それでも、俺の心はナイフで抉られたように痛んだ。


「付き合うきっかけは、向こうが告ってきたからだった。橘は見た目が良かったからすぐにOKして……あいつは色恋沙汰には慣れてるようだったけど、付き合いそのものにはすごく真面目だった」
 あやすように俺の髪を撫でながら、そっと様子を伺ってくれる。その気遣いが嬉しかった。


「初めて本気で人を好きになって……橘も俺を大切にしてくれた。幸せな時間がずっと続くように感じられた。でも……」
「でも?」
「医師になって二年目くらいから、俺たちの関係に亀裂が入りはじめた。喧嘩も増えて、一緒にいることも苦痛になって……」
 成宮先生が唇を噛み締める。
「仕事とプライベートを上手く分けられなかった俺たちは、食事中の会話も仕事のことばかりになった。橘は仕事も飛び抜けてできたから、奴の頭の中は仕事でいっぱいで……勿論、俺もそうだった。プライベートでまで、仕事のことで口論するようになったんだ」
「そんな……」
「それからは、坂道を転げ落ちるかのように俺たちの関係は崩れていった。いつしか会話もなくなって、心も冷めていって……」
 それを聞いた俺は咄嗟に思う。


『じゃあ俺も、あなたに冷められる日が来るんですか?』


 そう問おうと開いた唇をチュッと奪われてしまう。昨晩キスをし過ぎた唇は、熱を持っていてヒリヒリと痛かった。
「葵を見るとホッとするんだ」
「え?」
「お前はトロいからさ……仕事のことで口論になることなんてないだろう?」
「そ、そんな、ひどい…… 」
「ふふっ」
 成宮先生がクスクス笑いながら俺を抱き締めてくれた。


「いっつも一生懸命なのに、不思議と周りがギスギスしない。めちゃくちゃ頑張ってるから応援したくなるし、失敗しても諦めない。誰にでも優しくて、誰からも好かれて……本当に不思議だよな……」
「なにが不思議ですか?」
「あぁん? なんつーか、お前を見てると励まされるんだよ。仕事が辛いんじゃなくて、楽しくて仕方なくなってくる。

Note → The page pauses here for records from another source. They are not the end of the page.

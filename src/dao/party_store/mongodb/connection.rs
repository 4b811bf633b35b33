use mongodb::{Client, Database, bson::doc};

use super::{
    config::MongoConfig,
    error::{MongoDaoError, MongoResult},
};

/// Open a client on the configured database and make sure the server answers.
///
/// A single ping is sent; retrying is left to the storage supervisor.
pub async fn open_database(config: &MongoConfig) -> MongoResult<(Client, Database)> {
    let client = Client::with_options(config.options.clone())
        .map_err(|source| MongoDaoError::ClientConstruction { source })?;
    let database = client.database(&config.database_name);

    database
        .run_command(doc! { "ping": 1 })
        .await
        .map_err(|source| MongoDaoError::InitialPing {
            database: config.database_name.clone(),
            source,
        })?;

    Ok((client, database))
}
pub mod memory;
#[cfg(feature = "mongo-store")]
pub mod mongodb;

use crate::dao::models::{ParticipantEntity, PartyEntity, SongEntity, VoteEntity};
use crate::dao::storage::StorageResult;
use futures::future::BoxFuture;
use uuid::Uuid;

pub use memory::MemoryPartyStore;

/// Abstraction over the persistence layer for parties and their children.
///
/// Every call is a single CRUD-style operation; atomicity across calls is the
/// caller's concern (the service layer serializes per party).
pub trait PartyStore: Send + Sync {
    fn insert_party(
        &self,
        party: PartyEntity,
        host: ParticipantEntity,
    ) -> BoxFuture<'static, StorageResult<()>>;
    fn update_party(&self, party: PartyEntity) -> BoxFuture<'static, StorageResult<()>>;
    /// Write the party and its newly started song as one unit: either both land or neither does.
    fn start_song(
        &self,
        party: PartyEntity,
        song: SongEntity,
    ) -> BoxFuture<'static, StorageResult<()>>;
    fn find_party(&self, id: Uuid) -> BoxFuture<'static, StorageResult<Option<PartyEntity>>>;
    fn find_party_by_code(&self, code: String)
    -> BoxFuture<'static, StorageResult<Option<PartyEntity>>>;
    fn party_code_exists(&self, code: String) -> BoxFuture<'static, StorageResult<bool>>;

    fn insert_participant(
        &self,
        participant: ParticipantEntity,
    ) -> BoxFuture<'static, StorageResult<()>>;
    fn find_participant(
        &self,
        id: Uuid,
    ) -> BoxFuture<'static, StorageResult<Option<ParticipantEntity>>>;
    fn list_participants(
        &self,
        party_id: Uuid,
    ) -> BoxFuture<'static, StorageResult<Vec<ParticipantEntity>>>;

    fn insert_song(&self, song: SongEntity) -> BoxFuture<'static, StorageResult<()>>;
    fn find_song(&self, id: Uuid) -> BoxFuture<'static, StorageResult<Option<SongEntity>>>;
    /// Songs of a party ordered by ascending queue position.
    fn list_songs(&self, party_id: Uuid) -> BoxFuture<'static, StorageResult<Vec<SongEntity>>>;

    /// Create or overwrite the vote keyed by (song, participant).
    fn upsert_vote(&self, vote: VoteEntity) -> BoxFuture<'static, StorageResult<VoteEntity>>;
    fn list_votes(&self, party_id: Uuid) -> BoxFuture<'static, StorageResult<Vec<VoteEntity>>>;

    fn health_check(&self) -> BoxFuture<'static, StorageResult<()>>;
    fn try_reconnect(&self) -> BoxFuture<'static, StorageResult<()>>;
}
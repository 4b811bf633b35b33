/// Persistence entry points for parties, participants, songs and votes.
pub mod party_store;
/// Database model definitions.
pub mod models;
/// Storage abstraction layer for database operations.
pub mod storage;
/// External music catalog lookups.
pub mod catalog;
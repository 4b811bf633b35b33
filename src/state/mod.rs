pub mod membership;
pub mod queue;
pub mod rooms;
pub mod scoring;
pub mod state_machine;
pub mod transitions;

use std::{sync::Arc, time::SystemTime};

use dashmap::DashMap;
use tokio::sync::{Mutex, OwnedMutexGuard, RwLock, watch};

use crate::{
    config::AppConfig,
    dao::{catalog::TrackCatalog, models::PartyEntity, party_store::PartyStore},
    error::ServiceError,
};

pub use self::membership::{Membership, MembershipRegistry};
pub use self::rooms::RoomHub;
pub use self::state_machine::{AbortError, ApplyError, Plan, PlanError, PlanId};
use self::state_machine::PartyStateMachine;

pub type SharedState = Arc<AppState>;

/// Per-party critical section. Holding the lock serializes every mutation of that party.
#[derive(Debug, Default)]
pub struct PartySlot {
    machine: Option<PartyStateMachine>,
}

impl PartySlot {
    /// Lifecycle machine of the party, rebuilt whenever the persisted version moved.
    pub fn machine(
        &mut self,
        party: &PartyEntity,
        started_at: Option<SystemTime>,
    ) -> &mut PartyStateMachine {
        let stale = self
            .machine
            .as_ref()
            .is_none_or(|machine| machine.version() != party.version);
        if stale {
            self.machine = Some(PartyStateMachine::restore(party, started_at));
        }
        self.machine
            .get_or_insert_with(|| PartyStateMachine::restore(party, started_at))
    }
}

/// Central application state storing live connections, party gates and the store handle.
pub struct AppState {
    party_store: RwLock<Option<Arc<dyn PartyStore>>>,
    catalog: Option<Arc<dyn TrackCatalog>>,
    config: Arc<AppConfig>,
    parties: DashMap<String, Arc<Mutex<PartySlot>>>,
    membership: MembershipRegistry,
    rooms: RoomHub,
    degraded: watch::Sender<bool>,
}

impl AppState {
    /// Construct a new [`AppState`] wrapped in an [`Arc`] so it can be cloned cheaply.
    ///
    /// The application starts in degraded mode until a storage backend is installed.
    pub fn new(config: AppConfig, catalog: Option<Arc<dyn TrackCatalog>>) -> SharedState {
        let (degraded_tx, _rx) = watch::channel(true);
        let rooms = RoomHub::new(config.room_capacity());
        Arc::new(Self {
            party_store: RwLock::new(None),
            catalog,
            config: Arc::new(config),
            parties: DashMap::new(),
            membership: MembershipRegistry::new(),
            rooms,
            degraded: degraded_tx,
        })
    }

    /// Obtain a handle to the current party store, if one is installed.
    pub async fn party_store(&self) -> Option<Arc<dyn PartyStore>> {
        let guard = self.party_store.read().await;
        guard.as_ref().cloned()
    }

    /// Current party store, or [`ServiceError::Degraded`] when none is installed.
    pub async fn require_party_store(&self) -> Result<Arc<dyn PartyStore>, ServiceError> {
        self.party_store().await.ok_or(ServiceError::Degraded)
    }

    /// Install a new party store implementation and leave degraded mode.
    pub async fn install_party_store(&self, store: Arc<dyn PartyStore>) {
        {
            let mut guard = self.party_store.write().await;
            *guard = Some(store);
        }
        self.update_degraded(false).await;
    }

    /// Remove the current party store and enter degraded mode.
    pub async fn clear_party_store(&self) {
        {
            let mut guard = self.party_store.write().await;
            guard.take();
        }
        self.update_degraded(true).await;
    }

    /// Current degraded flag.
    pub async fn is_degraded(&self) -> bool {
        *self.degraded.borrow()
    }

    /// Subscribe to degraded mode updates.
    pub fn degraded_watcher(&self) -> watch::Receiver<bool> {
        self.degraded.subscribe()
    }

    /// Update and broadcast the degraded flag when the value changes.
    pub async fn update_degraded(&self, value: bool) {
        self.degraded.send_if_modified(|current| {
            if *current == value {
                return false;
            }
            *current = value;
            true
        });
    }

    pub fn config(&self) -> Arc<AppConfig> {
        self.config.clone()
    }

    pub fn catalog(&self) -> Option<Arc<dyn TrackCatalog>> {
        self.catalog.clone()
    }

    /// Registry of identified push-channel connections.
    pub fn membership(&self) -> &MembershipRegistry {
        &self.membership
    }

    /// Per-party broadcast channels.
    pub fn rooms(&self) -> &RoomHub {
        &self.rooms
    }

    /// Acquire the gate of a party, creating it on first use.
    pub async fn lock_party(&self, party_code: &str) -> OwnedMutexGuard<PartySlot> {
        let slot = self
            .parties
            .entry(party_code.to_string())
            .or_default()
            .clone();
        slot.lock_owned().await
    }

    /// Forget a gate nobody holds or waits on. The next operation recreates it from persisted state.
    pub fn discard_party_gate(&self, party_code: &str) {
        self.parties
            .remove_if(party_code, |_, slot| Arc::strong_count(slot) == 1);
    }

    /// Forget the gate of an ended party, even while held.
    ///
    /// Ended is terminal, so current holders and waiters only find a party they can no longer change.
    pub fn retire_party_gate(&self, party_code: &str) {
        self.parties.remove(party_code);
    }

    /// Number of parties with a live gate.
    pub fn party_gate_count(&self) -> usize {
        self.parties.len()
    }
}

プライベートでも、いっつもマイペースだから癒されるしさ」
 成宮先生がもっと腕に力を込めて、ギュッと抱き締めてくれるんだけど……俺は少しだけ苦しくて顔を顰める。


「だから葵が好き」
「え?」
「俺には、お前みたいにポヤポヤしてる奴がいいみたいだ」
 その言葉を聞いた瞬間、キュンッと胸が締め付けられた。むせ返りそうな幸せに泣きたくなる。

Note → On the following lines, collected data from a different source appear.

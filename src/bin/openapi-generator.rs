use party_queue_back::services::documentation::ApiDoc;
use utoipa::OpenApi;

fn main() {
    let doc = ApiDoc::openapi();
    println!("{}", doc.to_pretty_json().unwrap());
}
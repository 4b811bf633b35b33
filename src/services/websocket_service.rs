use axum::extract::ws::{Message, WebSocket};
use futures::{SinkExt, StreamExt};
use thiserror::Error;
use tokio::{sync::mpsc, task::JoinHandle};
use tokio_stream::wrappers::{BroadcastStream, errors::BroadcastStreamRecvError};
use tracing::{info, warn};

use crate::{
    dto::{
        events::{ErrorEvent, PartyStateEvent},
        ws::{ClientMessage, ServerEvent},
    },
    services::{
        party_service,
        room_events::{EVENT_ERROR, EVENT_PARTY_STATE},
    },
    state::{Membership, SharedState},
};

/// Failure to push a frame to a client.
#[derive(Debug, Error)]
enum SendError {
    /// Writer channel closed - connection should be terminated immediately.
    #[error("connection closed")]
    ConnectionClosed,
    #[error("failed to serialize frame: {0}")]
    Serialize(#[from] serde_json::Error),
}

/// Handle the full lifecycle of a room WebSocket connection.
pub async fn handle_socket(state: SharedState, socket: WebSocket) {
    let (mut sender, mut receiver) = socket.split();
    let (outbound_tx, mut outbound_rx) = mpsc::unbounded_channel::<Message>();

    // Dedicated writer task keeps outbound messages flowing even while we await inbound frames.
    let writer_task = tokio::spawn(async move {
        while let Some(message) = outbound_rx.recv().await {
            if sender.send(message).await.is_err() {
                break;
            }
        }
    });

    let ident_timeout = state.config().ident_timeout();
    let initial_message = match tokio::time::timeout(ident_timeout, receiver.next()).await {
        Ok(Some(Ok(Message::Text(text)))) => text,
        Ok(Some(Ok(Message::Close(_)))) => {
            finalize(writer_task, outbound_tx).await;
            return;
        }
        Ok(Some(Ok(_))) => {
            let _ = outbound_tx.send(Message::Close(None));
            finalize(writer_task, outbound_tx).await;
            return;
        }
        Ok(Some(Err(err))) => {
            warn!(error = %err, "websocket receive error");
            finalize(writer_task, outbound_tx).await;
            return;
        }
        Ok(None) | Err(_) => {
            warn!("websocket identification timed out");
            finalize(writer_task, outbound_tx).await;
            return;
        }
    };

    let join = match ClientMessage::from_json_str(&initial_message) {
        Ok(ClientMessage::JoinRoom(join)) => join,
        Ok(ClientMessage::Unknown) => {
            warn!("first message was not join_room");
            reject(&outbound_tx, "first message must be join_room");
            finalize(writer_task, outbound_tx).await;
            return;
        }
        Err(err) => {
            warn!(error = %err, "failed to parse or validate room message");
            reject(&outbound_tx, &err.to_string());
            finalize(writer_task, outbound_tx).await;
            return;
        }
    };

    let (room_rx, snapshot) =
        match party_service::join_room(&state, &join.party_code, join.participant_id).await {
            Ok(joined) => joined,
            Err(err) => {
                warn!(
                    party_code = %join.party_code,
                    participant_id = %join.participant_id,
                    error = %err,
                    "room join refused"
                );
                reject(&outbound_tx, &err.to_string());
                finalize(writer_task, outbound_tx).await;
                return;
            }
        };

    let membership = Membership {
        party_code: snapshot.code.clone(),
        participant_id: join.participant_id,
    };
    let connection_id = state.membership().register(membership.clone());
    info!(
        connection_id = %connection_id,
        party_code = %membership.party_code,
        participant_id = %membership.participant_id,
        connections = state.membership().len(),
        "room connection registered"
    );

    let sent = ServerEvent::json(EVENT_PARTY_STATE, &PartyStateEvent { party: snapshot })
        .map_err(SendError::from)
        .and_then(|event| send_event(&outbound_tx, &event));
    let forward_task = tokio::spawn(forward_room_events(
        BroadcastStream::new(room_rx),
        outbound_tx.clone(),
    ));

    if sent.is_ok() {
        while let Some(message) = receiver.next().await {
            match message {
                Ok(Message::Text(text)) => match ClientMessage::from_json_str(&text) {
                    Ok(ClientMessage::JoinRoom(_)) => {
                        warn!(connection_id = %connection_id, "ignoring duplicate join_room message");
                    }
                    Ok(ClientMessage::Unknown) => {}
                    Err(err) => {
                        warn!(connection_id = %connection_id, error = %err, "failed to parse room message");
                    }
                },
                Ok(Message::Ping(payload)) => {
                    let _ = outbound_tx.send(Message::Pong(payload));
                }
                Ok(Message::Close(frame)) => {
                    let _ = outbound_tx.send(Message::Close(frame));
                    break;
                }
                Ok(Message::Binary(_)) | Ok(Message::Pong(_)) => {}
                Err(err) => {
                    warn!(connection_id = %connection_id, error = %err, "websocket error");
                    break;
                }
            }
        }
    }

    forward_task.abort();
    let _ = forward_task.await;

    if let Some(left) = state.membership().deregister(connection_id) {
        party_service::leave_room(&state, &left.party_code, left.participant_id).await;
        state.rooms().release(&left.party_code);
        info!(
            connection_id = %connection_id,
            party_code = %left.party_code,
            participant_id = %left.participant_id,
            room_subscribers = state.rooms().subscriber_count(&left.party_code),
            connections = state.membership().len(),
            "room connection closed"
        );
    }

    finalize(writer_task, outbound_tx).await;
}

/// Pump room events into the connection until either side goes away.
async fn forward_room_events(
    mut events: BroadcastStream<ServerEvent>,
    outbound_tx: mpsc::UnboundedSender<Message>,
) {
    while let Some(item) = events.next().await {
        match item {
            Ok(event) => match send_event(&outbound_tx, &event) {
                Ok(()) => {}
                Err(SendError::ConnectionClosed) => break,
                Err(err) => warn!(event = %event.event, error = %err, "dropping room event"),
            },
            Err(BroadcastStreamRecvError::Lagged(skipped)) => {
                warn!(skipped, "room subscriber lagging; events skipped");
            }
        }
    }
}

/// Serialize an event and queue it on the writer channel.
fn send_event(
    tx: &mpsc::UnboundedSender<Message>,
    event: &ServerEvent,
) -> Result<(), SendError> {
    let payload = serde_json::to_string(event)?;
    tx.send(Message::Text(payload.into()))
        .map_err(|_| SendError::ConnectionClosed)
}

/// Tell the client why it is being dropped, then close.
fn reject(tx: &mpsc::UnboundedSender<Message>, message: &str) {
    let event = ServerEvent::json(
        EVENT_ERROR,
        &ErrorEvent {
            message: message.to_string(),
        },
    );
    match event {
        Ok(event) => {
            let _ = send_event(tx, &event);
        }
        Err(err) => warn!(error = %err, "failed to serialize error event"),
    }
    let _ = tx.send(Message::Close(None));
}

/// Ensure the writer task winds down before we return from the socket handler.
async fn finalize(writer_task: JoinHandle<()>, outbound_tx: mpsc::UnboundedSender<Message>) {
    drop(outbound_tx);
    let _ = writer_task.await;
}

「橘とキスしたことについてはすまない。油断したわ。まさか、キスしてくるとは思わなかった」
 心底すまなそうな顔をされれば、彼もどれだけ辛い思いをしたのかが伝わってきた。
「お前が望むなら……。橘とキスしたこの唇が汚いっていうのであれば……メスで切り落とすから」
「な、何を言ってるんですか!?」
「だって、もしあのとき、お前が智彰にキスされてたら……って考えただけで俺は腸《はらわた》が煮えくり返りそうになる」
 自分のことを苦しそうな顔で見つめてくるから、そっと髪を撫でてやる。柔らかくてサラサラした髪……気持ちいい。


「俺は葵が可愛くて仕方ない。大好きで仕方ない」
 伸びた前髪を掻き上げて、額にキスをくれた。